By now, much of the world knows that public officials in Michigan sat on their hands despite having knowledge that the public water system in the city of Flint was poisoning local residents with high concentrations of lead and Legionnaires Disease.

How far up the administrative ladder did such indifference go? Internal emails obtained through public records requests by the group Progress Michigan indicate that Governor Rick Snyder’s office was aware of a Legionnaires outbreak linked to using the Flint River as a city water source as early as March 2015. The disease has resulted in 10 deaths in Flint since June 2014, shortly after the city’s water supply was switched to the river, purportedly in an effort to save money.

The Genesee County Health Department declared a public health emergency in October 2015 due to high levels of lead in the city’s tap water. By the end of the year, Flint’s mayor had announced a state of emergency and the National Guard was distributing bottled water to local residents (a full year after the offices of state officials began receiving bottles).

Many Flint residents have been buying bottled water throughout this ongoing crisis, but those stuck in the county jail did not have that option.

After Mayor Karen Weaver declared a state of emergency, the jail began distributing bottles of water. Only five days later, however, the facility switched back to the city supply after Sheriff Robert Pickell claimed that testing showed the water was safe. When his decision was questioned, the jail reverted to using bottled water on January 23, 2016.

Jody Cramer was one of the prisoners tasked with distributing the bottles. Following his release, he explained that prisoners were receiving only two 12-ounce bottles twice a day, including pregnant women held at the jail. That is far below the suggested daily amount of water that the Institute of Medicine recommends for men and women, which is 100 and 73 ounces of water per day, respectively.

“Many inmates made complaints, due to the fact that the deputies would not drink from the faucets,” Cramer said, noting that employees at the jail “all carried bottled water.”

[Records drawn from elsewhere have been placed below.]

//! Traducción de interacciones slash a operaciones del orquestador.
//!
//! Los comandos lentos (`/play`, `/radio`) difieren la respuesta y la editan
//! al terminar; el resto responde en el acto. Los errores tipados del
//! orquestador llegan al usuario con su razón exacta.

use anyhow::Result;
use serenity::{
    builder::{
        CreateInteractionResponse, CreateInteractionResponseMessage, EditInteractionResponse,
    },
    model::{
        application::CommandInteraction,
        id::{ChannelId, GuildId, UserId},
    },
    prelude::Context,
};
use tracing::info;

use crate::audio::VoteOutcome;
use crate::bot::CadenzaBot;
use crate::music::{Added, NowPlayingInfo};
use crate::sources::radio::{station_by_name, STATIONS};
use crate::sources::Source;

/// Maneja un comando slash. Fuera de una guild no hay sesión posible.
pub async fn handle_command(
    ctx: &Context,
    command: CommandInteraction,
    bot: &CadenzaBot,
) -> Result<()> {
    let Some(guild_id) = command.guild_id else {
        return respond(ctx, &command, "❌ Este comando solo funciona dentro de un servidor").await;
    };

    info!(
        "📝 Comando /{} de {} en guild {}",
        command.data.name, command.user.name, guild_id
    );

    match command.data.name.as_str() {
        "play" => handle_play(ctx, command, bot, guild_id).await,
        "skip" => handle_skip(ctx, command, bot, guild_id).await,
        "clear" => handle_clear(ctx, command, bot, guild_id).await,
        "volume" => handle_volume(ctx, command, bot, guild_id).await,
        "nowplaying" => handle_nowplaying(ctx, command, bot, guild_id).await,
        "summon" => handle_summon(ctx, command, bot, guild_id).await,
        "leave" => handle_leave(ctx, command, bot, guild_id).await,
        "radio" => handle_radio(ctx, command, bot, guild_id).await,
        _ => respond(ctx, &command, "❌ Comando no reconocido").await,
    }
}

async fn handle_play(
    ctx: &Context,
    command: CommandInteraction,
    bot: &CadenzaBot,
    guild_id: GuildId,
) -> Result<()> {
    let Some(query) = option_str(&command, "query").map(str::to_string) else {
        return respond(ctx, &command, "❌ Falta el término de búsqueda").await;
    };
    let soundcloud = option_str(&command, "fuente") == Some("soundcloud");

    // La resolución puede tardar más que la ventana de respuesta.
    defer(ctx, &command).await?;

    let voice = user_voice_channel(ctx, guild_id, command.user.id);
    if let Err(e) = bot.music.connect(guild_id, voice, command.channel_id).await {
        return edit(ctx, &command, &format!("❌ {}", e)).await;
    }

    let result = if soundcloud {
        bot.music.add_soundcloud(guild_id, &query).await
    } else {
        let source = if query.starts_with("http") {
            Source::Url(query)
        } else {
            Source::Query(query)
        };
        bot.music.add(guild_id, source).await
    };

    match result {
        Ok(Added { media, position: Some(position) }) => {
            edit(
                ctx,
                &command,
                &format!("✅ **{}** quedó #{} en la cola", media.title, position),
            )
            .await
        }
        Ok(Added { media, position: None }) => {
            edit(ctx, &command, &format!("▶️ Arrancando **{}**", media.title)).await
        }
        Err(e) => edit(ctx, &command, &format!("❌ {}", e)).await,
    }
}

async fn handle_skip(
    ctx: &Context,
    command: CommandInteraction,
    bot: &CadenzaBot,
    guild_id: GuildId,
) -> Result<()> {
    let force = option_bool(&command, "force").unwrap_or(false);
    match bot.music.skip(guild_id, command.user.id, force).await {
        Ok(outcome) => respond(ctx, &command, &vote_reply("saltar", outcome)).await,
        Err(e) => respond(ctx, &command, &format!("❌ {}", e)).await,
    }
}

async fn handle_clear(
    ctx: &Context,
    command: CommandInteraction,
    bot: &CadenzaBot,
    guild_id: GuildId,
) -> Result<()> {
    let force = option_bool(&command, "force").unwrap_or(false);
    match bot.music.clear(guild_id, command.user.id, force).await {
        Ok(outcome) => respond(ctx, &command, &vote_reply("limpiar la cola", outcome)).await,
        Err(e) => respond(ctx, &command, &format!("❌ {}", e)).await,
    }
}

async fn handle_volume(
    ctx: &Context,
    command: CommandInteraction,
    bot: &CadenzaBot,
    guild_id: GuildId,
) -> Result<()> {
    let Some(nivel) = option_i64(&command, "nivel") else {
        return respond(ctx, &command, "❌ Falta el nivel (0-100)").await;
    };
    let percent = nivel.clamp(0, 100) as u8;
    match bot.music.set_volume(guild_id, percent).await {
        Ok(()) => {
            respond(
                ctx,
                &command,
                &format!("🔊 Volumen al {} % desde la próxima pista", percent),
            )
            .await
        }
        Err(e) => respond(ctx, &command, &format!("❌ {}", e)).await,
    }
}

async fn handle_nowplaying(
    ctx: &Context,
    command: CommandInteraction,
    bot: &CadenzaBot,
    guild_id: GuildId,
) -> Result<()> {
    let reply = match bot.music.playing(guild_id).await {
        Some(NowPlayingInfo::Media(media)) => format!(
            "🎵 Ahora suena: **{}** ({})\n<{}>",
            media.title,
            media.duration_display(),
            media.canonical_url
        ),
        Some(NowPlayingInfo::Radio { stream_url, track }) => match track {
            Some(track) => format!("📻 Radio en vivo: **{}**\n<{}>", track.display(), stream_url),
            None => format!("📻 Radio en vivo\n<{}>", stream_url),
        },
        None => "ℹ️ No suena nada ahora mismo".to_string(),
    };
    respond(ctx, &command, &reply).await
}

async fn handle_summon(
    ctx: &Context,
    command: CommandInteraction,
    bot: &CadenzaBot,
    guild_id: GuildId,
) -> Result<()> {
    let voice = user_voice_channel(ctx, guild_id, command.user.id);
    match bot.music.connect(guild_id, voice, command.channel_id).await {
        Ok(channel) => respond(ctx, &command, &format!("🔊 Conectado a <#{}>", channel)).await,
        Err(e) => respond(ctx, &command, &format!("❌ {}", e)).await,
    }
}

async fn handle_leave(
    ctx: &Context,
    command: CommandInteraction,
    bot: &CadenzaBot,
    guild_id: GuildId,
) -> Result<()> {
    bot.music.unbind_channel(guild_id).await;
    respond(ctx, &command, "👋 Hasta luego").await
}

async fn handle_radio(
    ctx: &Context,
    command: CommandInteraction,
    bot: &CadenzaBot,
    guild_id: GuildId,
) -> Result<()> {
    let station = option_str(&command, "emisora").and_then(station_by_name);
    let Some(station) = station else {
        return respond(ctx, &command, &radio_usage()).await;
    };

    defer(ctx, &command).await?;

    let voice = user_voice_channel(ctx, guild_id, command.user.id);
    if let Err(e) = bot.music.connect(guild_id, voice, command.channel_id).await {
        return edit(ctx, &command, &format!("❌ {}", e)).await;
    }

    match bot.music.stream(guild_id, station).await {
        Ok(()) => edit(ctx, &command, &format!("📻 {} en el aire", station.name)).await,
        Err(e) => edit(ctx, &command, &format!("❌ {}", e)).await,
    }
}

// Auxiliares

fn option_str<'a>(command: &'a CommandInteraction, name: &str) -> Option<&'a str> {
    command
        .data
        .options
        .iter()
        .find(|opt| opt.name == name)
        .and_then(|opt| opt.value.as_str())
}

fn option_i64(command: &CommandInteraction, name: &str) -> Option<i64> {
    command
        .data
        .options
        .iter()
        .find(|opt| opt.name == name)
        .and_then(|opt| opt.value.as_i64())
}

fn option_bool(command: &CommandInteraction, name: &str) -> Option<bool> {
    command
        .data
        .options
        .iter()
        .find(|opt| opt.name == name)
        .and_then(|opt| opt.value.as_bool())
}

fn vote_reply(action: &str, outcome: VoteOutcome) -> String {
    match outcome {
        VoteOutcome::Executed => "✅ Hecho".to_string(),
        VoteOutcome::Pending { votes, needed } => {
            format!("🗳️ Voto para {} registrado: {} de {}", action, votes, needed)
        }
        VoteOutcome::AlreadyVoted => "🗳️ Ya habías votado".to_string(),
    }
}

fn radio_usage() -> String {
    let names: Vec<&str> = STATIONS.iter().map(|s| s.name).collect();
    format!("ℹ️ Emisoras disponibles: {}", names.join(", "))
}

/// Canal de voz del solicitante según la cache del gateway.
fn user_voice_channel(ctx: &Context, guild_id: GuildId, user_id: UserId) -> Option<ChannelId> {
    ctx.cache.guild(guild_id).and_then(|guild| {
        guild
            .voice_states
            .get(&user_id)
            .and_then(|state| state.channel_id)
    })
}

async fn respond(ctx: &Context, command: &CommandInteraction, text: &str) -> Result<()> {
    command
        .create_response(
            &ctx.http,
            CreateInteractionResponse::Message(
                CreateInteractionResponseMessage::new().content(text),
            ),
        )
        .await?;
    Ok(())
}

async fn defer(ctx: &Context, command: &CommandInteraction) -> Result<()> {
    command
        .create_response(
            &ctx.http,
            CreateInteractionResponse::Defer(CreateInteractionResponseMessage::new()),
        )
        .await?;
    Ok(())
}

async fn edit(ctx: &Context, command: &CommandInteraction, text: &str) -> Result<()> {
    command
        .edit_response(&ctx.http, EditInteractionResponse::new().content(text))
        .await?;
    Ok(())
}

This news about how prisoners at the Genesee County Jail were treated implicates larger concerns, including concerns about Flint’s juvenile justice system. Mayor Weaver pointed out the severe consequences of lead poisoning, saying, “damage to children is irreversible and can cause effects to a child’s IQ, which will result in learning disabilities ... and an increase in the juvenile justice system.”

The Genesee County Sheriff’s Office is far from the only entity to ignore prisoners during ecological crises. The Human Rights Defense Center’s Prison Ecology Project has documented dozens of problem facilities across the nation, including state and federal prisons, where prisoners face disproportionate environmental health impacts such as water and air pollution from toxic industrial activities.

Some examples include arsenic in rural prison water supplies across the southwest; coal mining-related contamination across the region of Appalachia, such as the active coal ash dump surrounding a prison in Pennsylvania; detention facilities built on or near landfills and Superfund sites; and a 2014 catastrophic chemical spill in West Virginia where prisoners were neglected during a declared state of emergency and forced to drink contaminated water. [See: PLN, Nov. 2015, p.24; Oct. 2015, p.30].

In some of these cases, prisoners who publicly complained about such problems were subjected to retaliatory discipline by prison and jail staff. Yet given the typical indifference of public officials, the general public and the mainstream media, if prisoners do not expose these issues, who will? And who will be held accountable in Flint for failing to ensure that jailed residents were afforded access to sufficient non-contaminated water?